━━━ RECORD SET

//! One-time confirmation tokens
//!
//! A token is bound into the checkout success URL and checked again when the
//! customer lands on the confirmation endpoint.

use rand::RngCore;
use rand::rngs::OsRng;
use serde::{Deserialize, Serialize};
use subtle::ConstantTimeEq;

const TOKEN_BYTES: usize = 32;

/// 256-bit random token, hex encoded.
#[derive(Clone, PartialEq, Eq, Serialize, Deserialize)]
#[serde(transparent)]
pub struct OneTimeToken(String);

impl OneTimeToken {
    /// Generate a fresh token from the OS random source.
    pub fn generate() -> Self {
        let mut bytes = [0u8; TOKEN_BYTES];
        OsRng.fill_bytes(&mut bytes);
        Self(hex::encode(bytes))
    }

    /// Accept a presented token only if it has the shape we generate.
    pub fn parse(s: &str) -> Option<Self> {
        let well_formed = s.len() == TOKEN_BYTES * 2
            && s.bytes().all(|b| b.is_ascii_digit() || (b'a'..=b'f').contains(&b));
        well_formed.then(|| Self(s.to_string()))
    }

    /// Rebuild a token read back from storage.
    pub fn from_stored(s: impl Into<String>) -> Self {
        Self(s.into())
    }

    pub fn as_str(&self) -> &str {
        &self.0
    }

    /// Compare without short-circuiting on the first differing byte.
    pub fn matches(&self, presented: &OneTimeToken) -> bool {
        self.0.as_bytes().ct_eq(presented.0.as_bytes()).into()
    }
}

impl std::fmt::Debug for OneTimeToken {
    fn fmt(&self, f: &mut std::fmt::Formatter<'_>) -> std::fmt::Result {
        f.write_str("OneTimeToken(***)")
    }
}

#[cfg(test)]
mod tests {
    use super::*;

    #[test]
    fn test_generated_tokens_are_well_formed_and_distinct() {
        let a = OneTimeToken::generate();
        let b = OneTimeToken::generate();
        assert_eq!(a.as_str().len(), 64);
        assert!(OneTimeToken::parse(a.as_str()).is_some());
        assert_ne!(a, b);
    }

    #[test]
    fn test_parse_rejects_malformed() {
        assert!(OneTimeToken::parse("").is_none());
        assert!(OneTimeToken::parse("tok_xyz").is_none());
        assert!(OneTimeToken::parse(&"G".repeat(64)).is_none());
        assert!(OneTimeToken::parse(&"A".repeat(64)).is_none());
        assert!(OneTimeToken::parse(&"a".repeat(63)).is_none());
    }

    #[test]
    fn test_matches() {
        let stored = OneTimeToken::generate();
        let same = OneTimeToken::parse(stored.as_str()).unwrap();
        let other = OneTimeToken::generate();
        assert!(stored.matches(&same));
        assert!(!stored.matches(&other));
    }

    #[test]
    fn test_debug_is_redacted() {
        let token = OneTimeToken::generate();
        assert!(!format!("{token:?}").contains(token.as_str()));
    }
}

━━━━━━
━━━ RECORD SET

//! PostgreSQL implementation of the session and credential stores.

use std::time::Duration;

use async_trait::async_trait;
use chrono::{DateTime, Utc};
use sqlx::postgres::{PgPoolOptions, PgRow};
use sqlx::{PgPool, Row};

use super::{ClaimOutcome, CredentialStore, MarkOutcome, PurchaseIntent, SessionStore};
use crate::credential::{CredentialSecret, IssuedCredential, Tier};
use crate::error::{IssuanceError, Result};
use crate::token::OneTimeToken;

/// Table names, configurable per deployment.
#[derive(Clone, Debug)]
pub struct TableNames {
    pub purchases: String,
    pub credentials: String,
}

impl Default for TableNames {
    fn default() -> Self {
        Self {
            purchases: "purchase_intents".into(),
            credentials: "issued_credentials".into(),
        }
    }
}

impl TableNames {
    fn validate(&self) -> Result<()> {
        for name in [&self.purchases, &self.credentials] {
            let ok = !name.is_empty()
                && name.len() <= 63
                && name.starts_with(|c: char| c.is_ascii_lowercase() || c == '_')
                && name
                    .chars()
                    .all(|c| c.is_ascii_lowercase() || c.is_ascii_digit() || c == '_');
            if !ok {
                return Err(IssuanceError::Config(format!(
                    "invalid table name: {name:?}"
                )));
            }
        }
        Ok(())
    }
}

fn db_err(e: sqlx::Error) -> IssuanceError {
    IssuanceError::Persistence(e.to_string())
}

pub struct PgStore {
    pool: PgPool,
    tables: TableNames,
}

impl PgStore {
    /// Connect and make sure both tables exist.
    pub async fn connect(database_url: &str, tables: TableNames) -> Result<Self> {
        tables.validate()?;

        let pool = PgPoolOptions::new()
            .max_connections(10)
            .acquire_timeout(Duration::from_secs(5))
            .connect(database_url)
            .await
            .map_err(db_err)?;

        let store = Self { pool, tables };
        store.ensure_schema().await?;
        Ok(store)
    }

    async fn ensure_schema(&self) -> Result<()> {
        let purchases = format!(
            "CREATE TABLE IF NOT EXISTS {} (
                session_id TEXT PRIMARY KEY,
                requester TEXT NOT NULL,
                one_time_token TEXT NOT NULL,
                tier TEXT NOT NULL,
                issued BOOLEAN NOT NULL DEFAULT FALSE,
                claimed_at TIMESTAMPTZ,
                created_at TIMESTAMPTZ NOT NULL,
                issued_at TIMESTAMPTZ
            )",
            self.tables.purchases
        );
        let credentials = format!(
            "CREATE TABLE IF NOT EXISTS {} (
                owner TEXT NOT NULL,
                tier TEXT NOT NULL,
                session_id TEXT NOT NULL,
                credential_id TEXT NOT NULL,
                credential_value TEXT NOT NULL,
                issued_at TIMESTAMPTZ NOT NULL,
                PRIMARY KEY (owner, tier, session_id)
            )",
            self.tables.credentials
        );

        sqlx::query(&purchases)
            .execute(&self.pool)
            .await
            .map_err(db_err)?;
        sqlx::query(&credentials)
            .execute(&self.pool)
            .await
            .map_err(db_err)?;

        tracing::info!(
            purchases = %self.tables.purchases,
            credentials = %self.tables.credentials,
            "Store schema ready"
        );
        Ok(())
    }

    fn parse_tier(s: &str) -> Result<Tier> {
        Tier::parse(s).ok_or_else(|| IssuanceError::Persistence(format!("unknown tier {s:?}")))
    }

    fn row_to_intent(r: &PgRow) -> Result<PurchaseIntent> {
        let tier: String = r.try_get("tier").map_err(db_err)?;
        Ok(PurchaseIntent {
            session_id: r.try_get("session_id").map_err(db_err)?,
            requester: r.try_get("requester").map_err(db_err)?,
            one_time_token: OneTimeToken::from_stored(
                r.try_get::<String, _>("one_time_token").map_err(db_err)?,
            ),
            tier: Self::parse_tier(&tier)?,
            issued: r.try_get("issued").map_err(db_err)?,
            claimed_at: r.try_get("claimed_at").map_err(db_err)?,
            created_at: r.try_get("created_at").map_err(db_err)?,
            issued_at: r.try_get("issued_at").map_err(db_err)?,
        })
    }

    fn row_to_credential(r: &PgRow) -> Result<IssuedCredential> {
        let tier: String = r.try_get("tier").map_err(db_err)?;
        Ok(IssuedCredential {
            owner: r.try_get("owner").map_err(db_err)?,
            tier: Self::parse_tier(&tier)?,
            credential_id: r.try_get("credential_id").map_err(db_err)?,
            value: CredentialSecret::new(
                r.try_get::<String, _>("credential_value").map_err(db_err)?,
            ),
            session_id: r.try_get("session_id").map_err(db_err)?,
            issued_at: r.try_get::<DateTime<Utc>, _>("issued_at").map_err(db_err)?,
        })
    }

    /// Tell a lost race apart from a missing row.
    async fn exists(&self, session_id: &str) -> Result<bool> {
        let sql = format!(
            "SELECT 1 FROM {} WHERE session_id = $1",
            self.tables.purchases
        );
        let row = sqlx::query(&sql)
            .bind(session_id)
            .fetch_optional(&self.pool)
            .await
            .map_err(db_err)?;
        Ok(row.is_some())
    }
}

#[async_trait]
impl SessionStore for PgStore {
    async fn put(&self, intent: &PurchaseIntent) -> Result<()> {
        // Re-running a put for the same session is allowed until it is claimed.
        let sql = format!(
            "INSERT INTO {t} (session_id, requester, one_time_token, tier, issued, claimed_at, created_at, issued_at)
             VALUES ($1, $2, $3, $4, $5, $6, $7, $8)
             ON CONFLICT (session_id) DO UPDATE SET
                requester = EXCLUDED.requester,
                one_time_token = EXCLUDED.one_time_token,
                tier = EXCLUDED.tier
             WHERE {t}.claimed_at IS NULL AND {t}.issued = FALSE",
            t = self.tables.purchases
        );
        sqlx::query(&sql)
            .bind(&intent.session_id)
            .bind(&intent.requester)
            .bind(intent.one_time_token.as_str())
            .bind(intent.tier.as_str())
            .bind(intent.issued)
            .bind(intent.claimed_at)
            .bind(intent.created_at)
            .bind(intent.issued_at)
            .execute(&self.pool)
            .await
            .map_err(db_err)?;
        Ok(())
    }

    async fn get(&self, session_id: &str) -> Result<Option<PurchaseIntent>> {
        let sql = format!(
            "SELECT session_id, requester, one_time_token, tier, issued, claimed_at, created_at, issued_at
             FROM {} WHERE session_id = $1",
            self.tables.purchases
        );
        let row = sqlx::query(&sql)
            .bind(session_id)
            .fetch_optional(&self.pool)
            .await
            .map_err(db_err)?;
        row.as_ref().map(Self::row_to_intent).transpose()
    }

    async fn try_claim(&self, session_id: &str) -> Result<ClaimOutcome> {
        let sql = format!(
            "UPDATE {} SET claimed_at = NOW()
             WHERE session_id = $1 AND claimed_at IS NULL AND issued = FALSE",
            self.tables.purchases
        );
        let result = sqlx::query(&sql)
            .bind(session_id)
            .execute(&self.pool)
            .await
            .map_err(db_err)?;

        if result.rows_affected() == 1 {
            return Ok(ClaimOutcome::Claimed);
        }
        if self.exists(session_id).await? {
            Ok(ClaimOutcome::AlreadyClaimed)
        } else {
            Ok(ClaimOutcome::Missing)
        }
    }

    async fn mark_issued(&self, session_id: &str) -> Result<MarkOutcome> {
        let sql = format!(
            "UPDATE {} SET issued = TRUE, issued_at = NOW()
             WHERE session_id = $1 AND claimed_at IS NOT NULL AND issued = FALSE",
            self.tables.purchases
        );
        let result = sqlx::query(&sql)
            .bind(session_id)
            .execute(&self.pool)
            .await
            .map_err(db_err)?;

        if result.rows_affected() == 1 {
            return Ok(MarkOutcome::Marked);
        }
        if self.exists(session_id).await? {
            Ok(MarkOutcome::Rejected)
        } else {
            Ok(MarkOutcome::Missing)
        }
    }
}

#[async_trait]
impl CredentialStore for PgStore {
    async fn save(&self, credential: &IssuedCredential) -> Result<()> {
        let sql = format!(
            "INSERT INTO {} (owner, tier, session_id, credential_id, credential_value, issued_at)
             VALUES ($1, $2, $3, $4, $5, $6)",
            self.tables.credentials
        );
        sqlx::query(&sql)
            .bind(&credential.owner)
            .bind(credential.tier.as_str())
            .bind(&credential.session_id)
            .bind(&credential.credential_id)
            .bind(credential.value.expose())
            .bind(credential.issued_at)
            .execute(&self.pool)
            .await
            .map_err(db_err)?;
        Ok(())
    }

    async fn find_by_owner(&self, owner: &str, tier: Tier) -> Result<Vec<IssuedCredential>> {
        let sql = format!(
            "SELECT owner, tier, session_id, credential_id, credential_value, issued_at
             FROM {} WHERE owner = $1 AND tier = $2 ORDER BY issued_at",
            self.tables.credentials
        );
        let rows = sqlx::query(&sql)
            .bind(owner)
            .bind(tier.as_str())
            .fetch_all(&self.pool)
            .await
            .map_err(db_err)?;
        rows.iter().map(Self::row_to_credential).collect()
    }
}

━━━━━━
━━━ RECORD SET

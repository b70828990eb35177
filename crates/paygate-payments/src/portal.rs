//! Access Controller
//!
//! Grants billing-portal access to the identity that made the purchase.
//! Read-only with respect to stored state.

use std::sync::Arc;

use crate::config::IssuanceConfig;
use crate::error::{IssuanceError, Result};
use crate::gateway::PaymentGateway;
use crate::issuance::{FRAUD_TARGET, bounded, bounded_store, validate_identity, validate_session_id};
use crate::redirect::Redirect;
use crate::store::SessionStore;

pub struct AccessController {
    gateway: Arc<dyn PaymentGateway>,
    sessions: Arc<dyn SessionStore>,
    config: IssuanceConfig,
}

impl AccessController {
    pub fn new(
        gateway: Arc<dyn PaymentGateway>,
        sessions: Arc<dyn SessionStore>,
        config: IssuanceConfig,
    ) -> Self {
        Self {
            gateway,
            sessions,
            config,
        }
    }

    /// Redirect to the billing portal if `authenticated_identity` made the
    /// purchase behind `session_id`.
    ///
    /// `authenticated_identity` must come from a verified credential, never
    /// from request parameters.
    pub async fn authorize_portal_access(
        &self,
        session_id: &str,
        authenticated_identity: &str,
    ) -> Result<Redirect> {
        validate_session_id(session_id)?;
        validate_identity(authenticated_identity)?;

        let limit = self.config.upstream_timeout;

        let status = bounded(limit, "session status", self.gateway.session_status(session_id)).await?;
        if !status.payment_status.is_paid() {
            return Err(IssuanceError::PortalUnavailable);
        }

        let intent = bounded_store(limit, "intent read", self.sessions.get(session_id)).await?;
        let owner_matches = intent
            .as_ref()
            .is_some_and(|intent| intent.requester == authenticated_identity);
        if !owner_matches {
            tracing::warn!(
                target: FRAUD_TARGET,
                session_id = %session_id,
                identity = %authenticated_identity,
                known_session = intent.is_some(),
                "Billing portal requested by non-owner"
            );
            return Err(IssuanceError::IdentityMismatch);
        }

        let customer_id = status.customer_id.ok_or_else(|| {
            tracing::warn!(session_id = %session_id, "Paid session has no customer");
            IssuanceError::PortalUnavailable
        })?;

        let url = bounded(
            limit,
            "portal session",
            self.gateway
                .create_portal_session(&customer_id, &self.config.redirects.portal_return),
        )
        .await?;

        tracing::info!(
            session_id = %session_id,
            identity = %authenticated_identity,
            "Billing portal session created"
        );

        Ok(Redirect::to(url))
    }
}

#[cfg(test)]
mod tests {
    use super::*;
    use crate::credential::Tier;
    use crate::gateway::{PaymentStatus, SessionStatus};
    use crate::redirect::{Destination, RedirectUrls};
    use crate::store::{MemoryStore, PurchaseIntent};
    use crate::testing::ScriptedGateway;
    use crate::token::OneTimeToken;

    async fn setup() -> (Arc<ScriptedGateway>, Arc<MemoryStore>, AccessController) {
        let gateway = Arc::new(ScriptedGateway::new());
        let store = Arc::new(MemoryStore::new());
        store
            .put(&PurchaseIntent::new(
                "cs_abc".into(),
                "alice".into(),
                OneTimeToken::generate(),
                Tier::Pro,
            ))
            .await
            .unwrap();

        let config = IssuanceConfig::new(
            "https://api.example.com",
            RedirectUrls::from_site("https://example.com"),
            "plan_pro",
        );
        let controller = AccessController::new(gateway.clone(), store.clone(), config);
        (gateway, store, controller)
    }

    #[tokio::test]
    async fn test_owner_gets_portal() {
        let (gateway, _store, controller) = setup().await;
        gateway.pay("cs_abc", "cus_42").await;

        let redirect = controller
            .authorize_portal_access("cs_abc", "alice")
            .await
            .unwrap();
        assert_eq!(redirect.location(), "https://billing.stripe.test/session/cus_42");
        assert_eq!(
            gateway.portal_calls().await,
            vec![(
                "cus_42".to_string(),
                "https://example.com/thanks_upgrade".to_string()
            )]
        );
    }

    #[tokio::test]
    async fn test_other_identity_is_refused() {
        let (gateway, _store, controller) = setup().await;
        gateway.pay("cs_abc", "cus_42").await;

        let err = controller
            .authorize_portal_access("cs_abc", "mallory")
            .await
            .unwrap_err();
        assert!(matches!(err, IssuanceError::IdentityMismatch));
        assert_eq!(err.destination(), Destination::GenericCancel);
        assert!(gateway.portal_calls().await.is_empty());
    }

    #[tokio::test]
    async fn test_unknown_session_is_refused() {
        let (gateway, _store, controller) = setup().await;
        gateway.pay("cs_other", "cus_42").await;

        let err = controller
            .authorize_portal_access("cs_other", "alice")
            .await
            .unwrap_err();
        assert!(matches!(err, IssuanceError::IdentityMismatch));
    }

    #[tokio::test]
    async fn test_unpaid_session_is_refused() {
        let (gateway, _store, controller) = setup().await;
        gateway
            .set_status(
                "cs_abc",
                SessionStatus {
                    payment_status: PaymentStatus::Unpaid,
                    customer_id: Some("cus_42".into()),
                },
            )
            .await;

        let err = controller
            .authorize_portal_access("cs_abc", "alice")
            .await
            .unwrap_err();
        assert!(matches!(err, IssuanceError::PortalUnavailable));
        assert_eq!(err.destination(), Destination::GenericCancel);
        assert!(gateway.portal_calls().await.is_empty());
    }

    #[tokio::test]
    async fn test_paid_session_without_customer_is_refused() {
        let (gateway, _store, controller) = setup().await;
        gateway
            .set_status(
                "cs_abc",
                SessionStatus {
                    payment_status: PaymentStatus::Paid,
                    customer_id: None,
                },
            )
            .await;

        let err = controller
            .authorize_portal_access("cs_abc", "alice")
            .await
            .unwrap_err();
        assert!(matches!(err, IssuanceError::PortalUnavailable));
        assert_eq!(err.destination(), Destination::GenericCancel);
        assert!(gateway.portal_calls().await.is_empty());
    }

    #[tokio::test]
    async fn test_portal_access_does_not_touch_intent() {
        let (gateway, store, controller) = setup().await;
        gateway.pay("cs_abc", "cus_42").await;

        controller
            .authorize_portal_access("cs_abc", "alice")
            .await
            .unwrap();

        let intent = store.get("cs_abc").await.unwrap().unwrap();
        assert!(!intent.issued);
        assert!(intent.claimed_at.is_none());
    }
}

━━━━━━

=== TASK PROMPT ===
In the data above, how many lines carry the string "limit"? Only the number should be given.

=== RESPONSE ===
4